--- EXERCISE INPUTS ---

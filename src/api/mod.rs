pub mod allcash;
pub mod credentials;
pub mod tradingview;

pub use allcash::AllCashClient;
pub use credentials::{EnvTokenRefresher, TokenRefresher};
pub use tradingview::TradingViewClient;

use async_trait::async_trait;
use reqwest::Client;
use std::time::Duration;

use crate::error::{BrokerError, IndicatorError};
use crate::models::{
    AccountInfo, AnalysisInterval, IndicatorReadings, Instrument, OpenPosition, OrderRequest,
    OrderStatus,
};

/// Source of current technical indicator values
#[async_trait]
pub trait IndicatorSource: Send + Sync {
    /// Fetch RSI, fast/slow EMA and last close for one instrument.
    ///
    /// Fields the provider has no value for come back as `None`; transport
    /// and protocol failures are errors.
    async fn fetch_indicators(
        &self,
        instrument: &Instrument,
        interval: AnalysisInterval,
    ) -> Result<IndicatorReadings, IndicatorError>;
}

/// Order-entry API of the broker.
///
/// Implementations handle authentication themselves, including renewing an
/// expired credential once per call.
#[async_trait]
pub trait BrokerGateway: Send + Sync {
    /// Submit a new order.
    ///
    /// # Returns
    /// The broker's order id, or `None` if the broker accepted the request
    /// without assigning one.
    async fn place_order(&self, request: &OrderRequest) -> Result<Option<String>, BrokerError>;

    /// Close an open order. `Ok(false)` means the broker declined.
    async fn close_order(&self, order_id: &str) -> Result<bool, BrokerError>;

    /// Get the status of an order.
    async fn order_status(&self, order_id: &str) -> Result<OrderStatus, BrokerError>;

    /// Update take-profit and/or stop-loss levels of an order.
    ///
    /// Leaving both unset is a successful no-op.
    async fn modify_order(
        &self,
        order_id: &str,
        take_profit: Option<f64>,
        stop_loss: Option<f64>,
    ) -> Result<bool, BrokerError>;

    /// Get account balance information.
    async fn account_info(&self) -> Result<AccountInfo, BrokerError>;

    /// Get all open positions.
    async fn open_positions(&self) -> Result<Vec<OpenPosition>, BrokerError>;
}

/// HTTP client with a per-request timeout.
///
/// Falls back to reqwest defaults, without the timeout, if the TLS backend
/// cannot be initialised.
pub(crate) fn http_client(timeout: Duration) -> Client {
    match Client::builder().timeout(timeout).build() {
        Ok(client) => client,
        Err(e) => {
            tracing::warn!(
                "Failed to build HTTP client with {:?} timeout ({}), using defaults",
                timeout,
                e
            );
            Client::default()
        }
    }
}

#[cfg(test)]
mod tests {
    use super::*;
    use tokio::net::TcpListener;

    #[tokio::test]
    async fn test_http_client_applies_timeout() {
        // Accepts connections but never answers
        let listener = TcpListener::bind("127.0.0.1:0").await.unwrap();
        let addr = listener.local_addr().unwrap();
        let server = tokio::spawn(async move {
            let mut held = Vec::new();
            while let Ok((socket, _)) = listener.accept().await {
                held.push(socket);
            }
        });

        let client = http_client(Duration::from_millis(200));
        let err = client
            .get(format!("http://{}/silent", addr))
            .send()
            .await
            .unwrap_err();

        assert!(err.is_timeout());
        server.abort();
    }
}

---

▶ **WHAT IS REQUIRED**
Copy out only the lines from the one containing "let mut held = Vec::new();" down to the last line of the material, keeping both ends.

▶ **EXERCISE RESPONSE**
            let mut held = Vec::new();
            while let Ok((socket, _)) = listener.accept().await {
                held.push(socket);
            }
        });

        let client = http_client(Duration::from_millis(200));
        let err = client
            .get(format!("http://{}/silent", addr))
            .send()
            .await
            .unwrap_err();

        assert!(err.is_timeout());
        server.abort();
    }
}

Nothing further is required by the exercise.